The clinical trial is a randomized, placebo-controlled, dose escalation study designed to evaluate sotatercept for the correction of anemia in patients with ESRD on hemodialysis. Patients were randomized to either placebo or one of four sotatercept dose groups (0.3mg/kg, 0.5mg/kg, 0.7mg/kg, or 0.7mg/kg loading dose followed by 0.4mg/kg).
Results from the two lowest dose level cohorts (0.3mg/kg and 0.5mg/kg) are summarized below:
- Hemoglobin increase ≥1.0g/dL was achieved by 20%, 37% and 40% of patients in the placebo, sotatercept 0.3mg/kg and sotatercept 0.5mg/kg cohorts, respectively, in the first 28-day cycle following a single dose.

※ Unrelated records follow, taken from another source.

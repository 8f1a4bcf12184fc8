//! A chunk-addressed, frame-compressed content storage layer for moving large artifacts (VM
//! snapshots, disk images, and similar blobs) to and from an S3-compatible object store.
//!
//! Large payloads are split into uncompressed chunks, grouped into independently decodable zstd
//! frames, and indexed by a byte-exact [`frame_table::FrameTable`] so that a random read at any
//! uncompressed offset only ever has to decode the single frame that covers it. Uploads stream
//! frames directly into a concurrent S3 multipart session; reads go through a chunk-addressed
//! local cache that fronts any [`backend::RangeBackend`].
//!
//! # Getting started
//!
//! - [`encode::FramedEncoder`] turns a byte stream into a sequence of [`encode::Frame`]s plus the
//!   [`frame_table::FrameTable`] that indexes them.
//! - [`decode::decode_frame`] decompresses a single frame back into its uncompressed bytes.
//! - [`uploader::upload_stream`] drives a complete encode-then-upload pipeline against a
//!   [`backend::MultipartUpload`] session, bounded by a [`limiter::Limiter`] and retried via
//!   [`retry::RetryPolicy`].
//! - [`object::get_frame`] performs a single frame-aware random read against a
//!   [`backend::RangeBackend`].
//! - [`cache::ChunkCache`] wraps a backend with a read-through (and optionally write-through)
//!   local chunk cache.
//! - [`backend::Backend`] composes the capability traits (`BasicBackend`, `RangeBackend`,
//!   `ManagerBackend`, `PublicUploaderBackend`, `MultipartFactoryBackend`) a concrete adapter
//!   implements; [`backend::local::LocalBackend`] and [`backend::multipart::S3MultipartFactory`]
//!   are the two adapters this crate ships.
//! - [`config::StorageConfig`] and [`config::RetryConfig`] hold every tunable knob.

pub mod backend;
pub mod cache;
pub mod config;
pub mod decode;
pub mod encode;
pub mod error;
pub mod frame_table;
pub mod fsutil;
pub mod limiter;
pub mod object;
pub mod retry;
pub mod uploader;

pub use config::StorageConfig;
pub use error::{Error, Result};
pub use frame_table::{Compression, FrameTable};
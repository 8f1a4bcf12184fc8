//! Filesystem helpers shared by the local backend and the chunk cache.

use std::path::Path;

use tokio::fs;
use tracing::debug;
use uuid::Uuid;

/// Returns a sibling temp path for `dest`, named `<dest>.<uuid>`.
pub fn temp_sibling(dest: &Path) -> std::path::PathBuf {
    let mut name = dest.as_os_str().to_owned();
    name.push(".");
    name.push(Uuid::new_v4().to_string());
    std::path::PathBuf::from(name)
}

/// Moves `tmp` to `dest` without replacing an existing file at `dest`.
///
/// Rust's `std::fs::rename`/`tokio::fs::rename` always replaces an existing destination, so this
/// emulates a no-clobber rename with `hard_link` + `remove_file`: link `tmp` to `dest` (fails with
/// `AlreadyExists` if a concurrent writer already landed first), then remove the now-redundant
/// `tmp`. Failures are logged, not propagated — losing a race here just means falling back to
/// reading the winner's file, which is always correct.
pub async fn rename_no_replace(tmp: &Path, dest: &Path) {
    match fs::hard_link(tmp, dest).await {
        Ok(()) => {}
        Err(err) if err.kind() == std::io::ErrorKind::AlreadyExists => {
            debug!(dest = %dest.display(), "lost rename race, destination already present");
        }
        Err(err) => {
            debug!(dest = %dest.display(), error = %err, "rename_no_replace link failed");
        }
    }

    if let Err(err) = fs::remove_file(tmp).await {
        debug!(tmp = %tmp.display(), error = %err, "failed to remove temp file after rename");
    }
}
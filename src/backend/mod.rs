//! Storage backend capability traits.
//!
//! A concrete backend rarely implements every operation a storage layer might ever need (a
//! read-only mirror has no uploader; a local test double has no public URL signer). Rather than
//! one monolithic trait with default-`Unsupported` methods, capabilities are split into small,
//! object-safe, `async_trait` interfaces, and [`Backend`] composes whichever ones a concrete
//! driver provides.

pub mod local;
pub mod multipart;

use std::sync::Arc;

use async_trait::async_trait;
use bytes::Bytes;
use tokio::io::AsyncRead;

use crate::error::{Error, Result};

/// A boxed, owned async byte stream returned by download-style operations.
pub type BoxAsyncRead = std::pin::Pin<Box<dyn AsyncRead + Send + Unpin>>;

/// Upload and whole-object download.
#[async_trait]
pub trait BasicBackend: Send + Sync {
    /// Uploads the full contents of `reader` to `path`, with `metadata` persisted alongside it
    /// (backend-defined storage; the local backend uses a `.meta` sidecar).
    async fn upload(
        &self,
        path: &str,
        reader: BoxAsyncRead,
        metadata: &[(String, String)],
    ) -> Result<()>;

    /// Opens a stream over the whole object at `path`.
    ///
    /// Fails with [`Error::NotFound`] if the object does not exist.
    async fn start_download(&self, path: &str) -> Result<BoxAsyncRead>;
}

/// Byte-range reads, the primitive [`crate::decode`] and the cache build on.
#[async_trait]
pub trait RangeBackend: Send + Sync {
    /// Opens a stream over `[offset, offset + length)` of the object at `path`.
    ///
    /// A request past end of file returns a short or empty reader rather than failing.
    async fn range_get(&self, path: &str, offset: i64, length: usize) -> Result<BoxAsyncRead>;
}

/// Size and deletion.
#[async_trait]
pub trait ManagerBackend: Send + Sync {
    /// Returns `(virt, raw)`: the uncompressed (virtual, addressable) size and the number of
    /// bytes actually stored. When the object carries no compression these are equal.
    async fn size(&self, path: &str) -> Result<(i64, i64)>;

    /// Deletes every object whose path starts with `prefix`.
    async fn delete_with_prefix(&self, prefix: &str) -> Result<()>;
}

/// Pre-signed or otherwise publicly reachable download URLs.
#[async_trait]
pub trait PublicUploaderBackend: Send + Sync {
    /// Returns a URL the object at `path` can be fetched from without further authorization,
    /// valid for approximately `ttl_secs` seconds.
    async fn public_upload_url(&self, path: &str, ttl_secs: u64) -> Result<String>;
}

/// One multipart upload session, as spec'd in [`crate::uploader`].
#[async_trait]
pub trait MultipartUpload: Send + Sync {
    async fn start(&self) -> Result<String>;
    async fn upload_part(&self, part_number: u32, data: &[Bytes]) -> Result<()>;
    async fn complete(&self) -> Result<()>;
    /// The concurrency the backend recommends for this session's part uploads.
    fn target_concurrency(&self) -> usize;
}

/// Backends that can open a new multipart upload session.
#[async_trait]
pub trait MultipartFactoryBackend: Send + Sync {
    /// Allocates a new multipart session for `path`. `metadata` is attached to the object at
    /// initiate time (e.g. as `x-goog-meta-<k>`/`x-amz-meta-<k>` headers), the same pass-through
    /// [`BasicBackend::upload`] gives whole-object writes.
    async fn make_multipart_upload(
        &self,
        path: &str,
        metadata: &[(String, String)],
    ) -> Result<Box<dyn MultipartUpload>>;
}

/// A composed backend exposing whichever capabilities its concrete driver implements.
///
/// Capabilities absent from a given backend return [`Error::Unsupported`] rather than panicking
/// or silently no-op'ing, so callers get a typed signal they can branch on.
#[derive(Clone, Default)]
pub struct Backend {
    basic: Option<Arc<dyn BasicBackend>>,
    range: Option<Arc<dyn RangeBackend>>,
    manager: Option<Arc<dyn ManagerBackend>>,
    public_uploader: Option<Arc<dyn PublicUploaderBackend>>,
    multipart_factory: Option<Arc<dyn MultipartFactoryBackend>>,
}

impl Backend {
    pub fn new() -> Self {
        Self::default()
    }

    pub fn with_basic(mut self, basic: Arc<dyn BasicBackend>) -> Self {
        self.basic = Some(basic);
        self
    }

    pub fn with_range(mut self, range: Arc<dyn RangeBackend>) -> Self {
        self.range = Some(range);
        self
    }

    pub fn with_manager(mut self, manager: Arc<dyn ManagerBackend>) -> Self {
        self.manager = Some(manager);
        self
    }

    pub fn with_public_uploader(mut self, uploader: Arc<dyn PublicUploaderBackend>) -> Self {
        self.public_uploader = Some(uploader);
        self
    }

    pub fn with_multipart_factory(mut self, factory: Arc<dyn MultipartFactoryBackend>) -> Self {
        self.multipart_factory = Some(factory);
        self
    }

    pub fn basic(&self) -> Result<&Arc<dyn BasicBackend>> {
        self.basic.as_ref().ok_or(Error::Unsupported("basic"))
    }

    pub fn range(&self) -> Result<&Arc<dyn RangeBackend>> {
        self.range.as_ref().ok_or(Error::Unsupported("range"))
    }

    pub fn manager(&self) -> Result<&Arc<dyn ManagerBackend>> {
        self.manager.as_ref().ok_or(Error::Unsupported("manager"))
    }

    pub fn public_uploader(&self) -> Result<&Arc<dyn PublicUploaderBackend>> {
        self.public_uploader
            .as_ref()
            .ok_or(Error::Unsupported("public_uploader"))
    }

    pub fn multipart_factory(&self) -> Result<&Arc<dyn MultipartFactoryBackend>> {
        self.multipart_factory
            .as_ref()
            .ok_or(Error::Unsupported("multipart_factory"))
    }
}

#[cfg(test)]
mod tests {
    use super::*;

    #[test]
    fn missing_capability_is_unsupported() {
        let backend = Backend::new();
        assert!(matches!(backend.basic(), Err(Error::Unsupported("basic"))));
        assert!(matches!(backend.range(), Err(Error::Unsupported("range"))));
    }
}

- The mean peak hemoglobin increase in the first 28-day dose cycle was 0.1g/dL, 0.5g/dL and 0.8g/dL in patients in the placebo, sotatercept 0.3mg/kg and sotatercept 0.5mg/kg cohorts, respectively.
- Rescue therapy with erythropoietin, if hemoglobin levels fell to < 9g/dL, was required in 40% of placebo patients, 13% of patients at sotatercept 0.3mg/kg, and 0% of patients at sotatercept 0.5mg/kg.